Germany’s efforts to reduce its dependence on natural gas have led to plans to transport green hydrogen from Turkey via pipelines to the country.
Patrick Graichen, the undersecretary of the German Ministry of Economy and Climate Protection, has revealed that Germany aims to use Turkey’s abundant solar and wind energy potential to produce green hydrogen, which will be transported to Germany through pipelines. He explained that the reduction in renewable energy installation costs has led to a positive impact on green hydrogen production, making it a viable alternative to fossil fuels.
The European Hydrogen Backbone Initiative aims to map hydrogen pipelines to reduce Europe’s dependence on natural gas and promote the adoption of clean energy sources. Germany is working to include Turkey on the map, along with Italy and Libya. If a hydrogen pipeline is constructed, it will run from Turkey to the south of Germany via Austria.
Graichen noted that discussions around hydrogen will continue until 2030, and a real market will not emerge until after that time. Nonetheless, Germany has set numerous targets to fight climate change, including the cessation of fossil fuel usage in Germany by 2035, and is thus researching alternative energy sources.
Germany is also holding talks with various sector representatives in Turkey to develop a hydrogen market in the country. However, large-scale transportation of hydrogen would require bigger tanks and pipelines, making it a long-term project.
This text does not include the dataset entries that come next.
//! Core data types for the dependency engine.

use pyo3::prelude::*;
use std::collections::BTreeSet;

/// A unit of schedulable work.
#[pyclass]
#[derive(Clone, Debug, PartialEq)]
pub struct DependencyNode {
    #[pyo3(get)]
    pub id: String,
    /// Higher = more urgent.
    #[pyo3(get, set)]
    pub priority: i32,
    /// `None` means "use the engine's default duration".
    #[pyo3(get, set)]
    pub estimated_duration: Option<f64>,
    #[pyo3(get, set)]
    pub is_completed: bool,
    #[pyo3(get, set)]
    pub is_in_progress: bool,
    /// Edge IDs where this node is the target, ordered so traversals are
    /// repeatable.
    #[pyo3(get)]
    pub dependencies_in: BTreeSet<String>,
    /// Edge IDs where this node is the source.
    #[pyo3(get)]
    pub dependencies_out: BTreeSet<String>,
}

impl DependencyNode {
    pub fn new(id: impl Into<String>, priority: i32) -> Self {
        Self {
            id: id.into(),
            priority,
            estimated_duration: None,
            is_completed: false,
            is_in_progress: false,
            dependencies_in: BTreeSet::new(),
            dependencies_out: BTreeSet::new(),
        }
    }

    pub fn with_duration(mut self, duration: f64) -> Self {
        self.estimated_duration = Some(duration);
        self
    }

    /// Neither finished nor claimed by a worker.
    #[inline]
    pub fn is_pending(&self) -> bool {
        !self.is_completed && !self.is_in_progress
    }
}

#[pymethods]
impl DependencyNode {
    #[new]
    #[pyo3(signature = (id, priority=0, estimated_duration=None, is_completed=false, is_in_progress=false))]
    fn py_new(
        id: String,
        priority: i32,
        estimated_duration: Option<f64>,
        is_completed: bool,
        is_in_progress: bool,
    ) -> Self {
        Self {
            estimated_duration,
            is_completed,
            is_in_progress,
            ..Self::new(id, priority)
        }
    }

    fn __repr__(&self) -> String {
        format!(
            "DependencyNode(id={:?}, priority={}, duration={:?}, completed={}, in_progress={})",
            self.id, self.priority, self.estimated_duration, self.is_completed, self.is_in_progress
        )
    }
}

/// Directed "target depends on source" relationship.
#[pyclass]
#[derive(Clone, Debug, PartialEq, Eq)]
pub struct DependencyEdge {
    #[pyo3(get)]
    pub id: String,
    /// Must complete before `target_id` starts.
    #[pyo3(get)]
    pub source_id: String,
    #[pyo3(get)]
    pub target_id: String,
}

impl DependencyEdge {
    pub fn new(
        id: impl Into<String>,
        source_id: impl Into<String>,
        target_id: impl Into<String>,
    ) -> Self {
        Self {
            id: id.into(),
            source_id: source_id.into(),
            target_id: target_id.into(),
        }
    }
}

#[pymethods]
impl DependencyEdge {
    #[new]
    fn py_new(id: String, source_id: String, target_id: String) -> Self {
        Self::new(id, source_id, target_id)
    }

    fn __repr__(&self) -> String {
        format!(
            "DependencyEdge(id={:?}, {} -> {})",
            self.id, self.source_id, self.target_id
        )
    }
}

/// Result of a whole-graph topological sort.
///
/// A non-empty `cycles` means `sorted_nodes` is only a partial order.
#[pyclass]
#[derive(Clone, Debug, Default, PartialEq)]
pub struct TopologicalSort {
    #[pyo3(get)]
    pub sorted_nodes: Vec<String>,
    #[pyo3(get)]
    pub cycles: Vec<Vec<String>>,
    /// BFS layers of Kahn's algorithm.
    #[pyo3(get)]
    pub levels: Vec<Vec<String>>,
    #[pyo3(get)]
    pub critical_path: Vec<String>,
    #[pyo3(get)]
    pub parallel_groups: Vec<Vec<String>>,
    #[pyo3(get)]
    pub algorithm_used: String,
}

#[pymethods]
impl TopologicalSort {
    /// True when every node was ordered.
    pub fn is_complete(&self) -> bool {
        self.cycles.is_empty()
    }

    fn __repr__(&self) -> String {
        format!(
            "TopologicalSort(sorted={}, levels={}, cycles={}, algorithm={:?})",
            self.sorted_nodes.len(),
            self.levels.len(),
            self.cycles.len(),
            self.algorithm_used
        )
    }
}

/// Structural issues found by the consistency validator, by category.
#[pyclass]
#[derive(Clone, Debug, Default, PartialEq, Eq)]
pub struct ValidationReport {
    /// Edges whose source or target node does not exist.
    #[pyo3(get)]
    pub missing_nodes: Vec<String>,
    /// Node `dependencies_in`/`dependencies_out` entries naming absent edges.
    #[pyo3(get)]
    pub missing_edges: Vec<String>,
    /// Adjacency keys or successors that are not nodes.
    #[pyo3(get)]
    pub invalid_adjacency: Vec<String>,
    /// Recorded in-degree disagreeing with the adjacency list.
    #[pyo3(get)]
    pub degree_mismatches: Vec<String>,
    #[pyo3(get)]
    pub self_loops: Vec<String>,
}

#[pymethods]
impl ValidationReport {
    pub fn is_valid(&self) -> bool {
        self.issue_count() == 0
    }

    pub fn issue_count(&self) -> usize {
        self.missing_nodes.len()
            + self.missing_edges.len()
            + self.invalid_adjacency.len()
            + self.degree_mismatches.len()
            + self.self_loops.len()
    }

    fn __repr__(&self) -> String {
        format!("ValidationReport(issues={})", self.issue_count())
    }
}

/// Outcome of an advisory planning call.
///
/// Advisory operations never fail: when something goes wrong internally they
/// hand back their documented fallback together with the reason, so callers
/// in a live loop keep running while the degradation stays observable.
#[derive(Clone, Debug, PartialEq)]
pub enum Advisory<T> {
    Complete(T),
    Degraded { fallback: T, reason: String },
}

impl<T> Advisory<T> {
    pub fn value(&self) -> &T {
        match self {
            Self::Complete(value) => value,
            Self::Degraded { fallback, .. } => fallback,
        }
    }

    pub fn into_value(self) -> T {
        match self {
            Self::Complete(value) => value,
            Self::Degraded { fallback, .. } => fallback,
        }
    }

    pub fn is_degraded(&self) -> bool {
        matches!(self, Self::Degraded { .. })
    }

    pub fn reason(&self) -> Option<&str> {
        match self {
            Self::Complete(_) => None,
            Self::Degraded { reason, .. } => Some(reason),
        }
    }

    /// Wrap `result`, substituting `fallback` and emitting a warning on error.
    pub(crate) fn from_result<E: std::fmt::Display>(
        operation: &str,
        result: Result<T, E>,
        fallback: impl FnOnce() -> T,
    ) -> Self {
        match result {
            Ok(value) => Self::Complete(value),
            Err(err) => {
                tracing::warn!(operation, error = %err, "advisory result degraded");
                Self::Degraded {
                    fallback: fallback(),
                    reason: err.to_string(),
                }
            }
        }
    }
}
The ongoing Russia-Ukraine war, which began on Feb. 24, 2022, has created supply-side uncertainties for natural gas and oil, leading to energy market imbalances. As a response, there has been an acceleration in the return to coal and nuclear energy, which had previously been approached with caution due to climate change goals and plans to phase out their usage. Renewable energy projects and investments have also increased during this period, along with policies for investment in and development of hydrogen technologies.
Germany’s plans to transport green hydrogen from Turkey have the potential to significantly reduce the country’s dependence on natural gas and fossil fuels. However, the project will require long-term investment and planning to build the necessary infrastructure.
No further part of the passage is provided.